Leah Piepgras

The act of creating is about looking for truths, not knowing the answers along the way. For me, the act of painting hovers on that edge between control and chaos.

My work focuses on extremes of being- the physical and the mental, anatomy and cognition. I am interested in the moments when they overlap and where they come apart. In paintings, I create spaces inhabited with bodies and depictions of thoughts where happiness, bliss, and euphoria are the proof of existence.

In my paintings I think of thoughts as clouds and mists, and how, before you can grasp a full idea, they float away and all you are left with is a feeling, an intention. I don't think of these thoughts as lost though, because they float up into the air. I think of them in a constant state of visual change, with only the pithy truth of the idea remaining as the actual, physical, constant.

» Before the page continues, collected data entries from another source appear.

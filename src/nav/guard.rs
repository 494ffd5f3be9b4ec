//! Pre-navigation access guard.
//!
//! DESIGN
//! ======
//! The decision itself is a pure function of the matched access tags and the
//! session snapshot. The guard hands that decision back through a [`Next`]
//! continuation that is consumed on use; a [`GuardOutcome`] can only be
//! produced by consuming `Next`, so every guard invocation signals exactly
//! once.
//!
//! `RequiredAuth` is checked before `DeniedForAuth`. A chain carrying both
//! redirects an unauthenticated visitor to login and stops there.

use super::access::AccessTag;
use super::session::Session;
use super::table::RouteMatch;

/// Default redirect target when authentication is required.
pub const DEFAULT_LOGIN_PATH: &str = "/";
/// Default redirect target for signed-in users hitting a visitors-only route.
pub const DEFAULT_LANDING_PATH: &str = "/participant";

/// What the router should do with a navigation attempt.
#[derive(Debug, Clone, PartialEq, Eq)]
pub enum Decision {
    Proceed,
    Redirect(String),
}

/// One navigation attempt presented to the guard.
#[derive(Debug, Clone)]
pub struct NavigationRequest<'a> {
    pub to: RouteMatch<'a>,
    pub from: Option<RouteMatch<'a>>,
}

/// Continuation handed to the guard. Consumed by the first call.
#[must_use = "a guard must resolve the navigation by calling proceed or redirect"]
#[derive(Debug)]
pub struct Next {
    _private: (),
}

impl Next {
    pub(crate) fn new() -> Self {
        Self { _private: () }
    }

    pub fn proceed(self) -> GuardOutcome {
        GuardOutcome(Decision::Proceed)
    }

    pub fn redirect(self, path: impl Into<String>) -> GuardOutcome {
        GuardOutcome(Decision::Redirect(path.into()))
    }

    pub fn resolve(self, decision: Decision) -> GuardOutcome {
        GuardOutcome(decision)
    }
}

/// The single signal emitted by a guard for one navigation.
#[derive(Debug, Clone, PartialEq, Eq)]
pub struct GuardOutcome(Decision);

impl GuardOutcome {
    #[must_use]
    pub fn decision(&self) -> &Decision {
        &self.0
    }

    #[must_use]
    pub fn into_decision(self) -> Decision {
        self.0
    }
}

/// Authentication gate run before every navigation.
#[derive(Debug, Clone, PartialEq, Eq)]
pub struct AccessGuard {
    login_path: String,
    landing_path: String,
}

impl Default for AccessGuard {
    fn default() -> Self {
        Self::new(DEFAULT_LOGIN_PATH, DEFAULT_LANDING_PATH)
    }
}

impl AccessGuard {
    #[must_use]
    pub fn new(login_path: impl Into<String>, landing_path: impl Into<String>) -> Self {
        Self { login_path: login_path.into(), landing_path: landing_path.into() }
    }

    #[must_use]
    pub fn login_path(&self) -> &str {
        &self.login_path
    }

    #[must_use]
    pub fn landing_path(&self) -> &str {
        &self.landing_path
    }

    /// Decide over the access tags of a matched chain.
    pub fn decide<I>(&self, tags: I, session: &Session) -> Decision
    where
        I: IntoIterator<Item = AccessTag>,
    {
        let (mut required, mut denied) = (false, false);
        for tag in tags {
            match tag {
                AccessTag::RequiredAuth => required = true,
                AccessTag::DeniedForAuth => denied = true,
                AccessTag::None => {}
            }
        }

        let authenticated = session.is_authenticated();
        if required && !authenticated {
            return Decision::Redirect(self.login_path.clone());
        }
        if denied && authenticated {
            return Decision::Redirect(self.landing_path.clone());
        }
        Decision::Proceed
    }

    /// Run the guard for one navigation, resolving `next` exactly once.
    pub fn before_each(&self, request: &NavigationRequest<'_>, session: &Session, next: Next) -> GuardOutcome {
        let decision = self.decide(request.to.access_tags(), session);
        let tags = request.to.access_tags().map(|tag| tag.to_string()).collect::<Vec<_>>().join(",");
        tracing::debug!(
            to = request.to.path(),
            tags = %tags,
            from = request.from.as_ref().map(RouteMatch::path),
            authenticated = session.is_authenticated(),
            ?decision,
            "navigation guard"
        );
        next.resolve(decision)
    }
}

#[cfg(test)]
#[path = "guard_test.rs"]
mod tests;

I think of the bodies in my paintings in the same way, in a constant state of becoming, with shifts so subtle that you might always feel the same and, only by looking back, do you see the transformation.

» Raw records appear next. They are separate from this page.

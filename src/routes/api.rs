//! JSON API: route table listing and navigation dry-runs.

use axum::extract::{Query, State};
use axum::http::StatusCode;
use axum::response::Json;
use axum_extra::extract::cookie::CookieJar;
use serde::{Deserialize, Serialize};

use crate::nav::{CookieSessionReader, Navigation, RouteDefinition};
use crate::state::AppState;

/// `GET /api/routes` — the route table in order.
pub async fn list_routes(State(state): State<AppState>) -> Json<Vec<RouteDefinition>> {
    Json(state.navigator.table().routes().to_vec())
}

#[derive(Debug, Deserialize)]
pub struct NavigateQuery {
    to: String,
    from: Option<String>,
}

#[derive(Debug, Clone, PartialEq, Eq, Serialize, Deserialize)]
#[serde(rename_all = "snake_case")]
pub enum NavigationStatus {
    Arrived,
    NotFound,
}

/// Outcome of a navigation as seen by the current request's session.
#[derive(Debug, Clone, PartialEq, Eq, Serialize, Deserialize)]
pub struct NavigationReport {
    pub requested: String,
    pub status: NavigationStatus,
    /// Final path (the normalized request path when not found).
    pub path: String,
    pub name: Option<String>,
    pub redirects: Vec<String>,
}

impl NavigationReport {
    fn new(requested: &str, navigation: Navigation<'_>) -> Self {
        match navigation {
            Navigation::Arrived { route, redirects } => Self {
                requested: requested.to_owned(),
                status: NavigationStatus::Arrived,
                path: route.path.clone(),
                name: Some(route.name.clone()),
                redirects,
            },
            Navigation::NotFound { path } => Self {
                requested: requested.to_owned(),
                status: NavigationStatus::NotFound,
                path,
                name: None,
                redirects: Vec::new(),
            },
        }
    }
}

/// `GET /api/navigate?to=&from=` — resolve a navigation without performing it.
pub async fn navigate(
    State(state): State<AppState>,
    jar: CookieJar,
    Query(query): Query<NavigateQuery>,
) -> Result<Json<NavigationReport>, (StatusCode, String)> {
    let reader = CookieSessionReader::new(&jar, &state.session_cookie);
    state
        .navigator
        .navigate(&query.to, query.from.as_deref(), &reader)
        .map(|nav| Json(NavigationReport::new(&query.to, nav)))
        .map_err(|e| {
            tracing::error!(to = %query.to, error = %e, "navigation dry-run failed");
            (StatusCode::INTERNAL_SERVER_ERROR, e.to_string())
        })
}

In the Ecstasy paintings I am working from photographs taken during times when a pure consciousness overwhelms the body; moments of pleasure, pain, meditation and sleep. They are figurative paintings looking at the physical body and the fantastic mental space these experiences create.

The Cosmos paintings are depictions of thoughts and mental activities during moments of enlightenment. They are ambiguous cosmic spaces, the universe or the inside of a cognitive thought. Crystalline structures map points of understanding within a mental space; an exoskeleton for thought.

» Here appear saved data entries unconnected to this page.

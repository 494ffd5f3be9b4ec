//! Client navigation: route table, session snapshot and access guard.
//!
//! ARCHITECTURE
//! ============
//! Everything here is synchronous and free of I/O. The HTTP layer feeds it a
//! request's cookie jar through [`session::CookieSessionReader`] and turns
//! the resulting [`router::Navigation`] into a response.

pub mod access;
pub mod guard;
pub mod router;
pub mod session;
pub mod table;

pub use access::AccessTag;
pub use guard::{AccessGuard, Decision, GuardOutcome, NavigationRequest, Next};
pub use router::{MAX_REDIRECTS, Navigation, NavigationError, Navigator};
pub use session::{CookieSessionReader, Session, SessionReader, User};
pub use table::{RouteDefinition, RouteMatch, RouteTable, RouteTableError, ViewRef};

A couple of years ago I read a rant by Roberta Smith (NY Times, 12/23/07) about the use of the word “practice” in describing what artists do. I carry the article around in my purse still. What she said was that art is never a practice. Artists are never practicing for a newer, better, piece of work. Every piece should be made in real life, in real time. Life is never a practice for something else. It is messy and imperfect and wonderful because of it. It is in those moments of uncertainty that beauty unfolds and reveals its self. There is no map to rightness. I try and make work in this way, take risks and not settle for good enough or a formula. I try also to really see at all times and hold on to the beautiful things that happen.